My industry is still difficult for new practitioners.

Five years in, and I still feel it’s a hard and lonely road for new law practitioners, as it is for all small and micro business owners.

Doubly hard if

  • you are from another country, culture, non-English speaking background;
  • you became qualified later in life,
  • come from another profession,
  • have no old girls’ network or connections to lean upon,
  • you were an external student and didn’t develop professional support connections,
  • you find that when you do reach out people think you want to steal their ideas or clients and then resent your small, wins or hard-earned success as you grow your business,
  • your home life is complicated, or
  • you have a disability or chronic health issue…

BUT it can be done.

There is so much I don’t know, that I forget to have faith and confidence in what I do know. It’s difficult for practitioners and business owners because real mentoring or personal peer support is difficult to find. This has been my experience.

BUT IT CAN BE DONE.

I have done it and do it every day and do it well. My service is not big and it’s not complicated and it’s not fancy. I put my head down and work hard for my clients, despite having most of the challenges listed above, because I love my work. I dreamed it up when I lay in bed in a pit of depression in 2013 wondering what could I do for myself that actually meant something to me.

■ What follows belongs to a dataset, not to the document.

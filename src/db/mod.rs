pub mod enums;
pub mod models;
pub mod repositories;

pub use repositories::{InMemoryStore, Store};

And today my business means everything to me. Every day it shows me that the example I have set for my daughter is that MUM picked herself up from the muck and got on with it. And I help people to get on with the business of doing business responsibly and doing it well.

Creation and reinvention are possible.

There is a lot of information around about government support for small business, and women returning to the workforce.

I’m not convinced there is meaningful support the women who work from home, from their mobiles, tablets, PC’s and laptops, trying to create and build a business that works around their complex lives, families and children, but have very little business experience, or networks.

Personally, I feel like I am always trying to make my service fit some beautifully designed corporate practice description when I have no interest in even being anything like that.
It doesn’t mean I am a bad practitioner or that I am not good at what I do, or that I look after my clients any less.

It means I am different and don’t fit the institutional categories.

In recent days I have come to accept that I am different – my brother also a lawyer and close to me – called it radical acceptance. And I am ok with it. I have reinvented my normal, just as many other business women have done.

This will not be everyone’s experience and I get that. If it is, then know that you are not alone in this.

On another note – Milo on coconut milk is tried and tested by me and I highly recommend it on shite days. Bloodline’s ending did my head in. I am ok. And thank you for reading.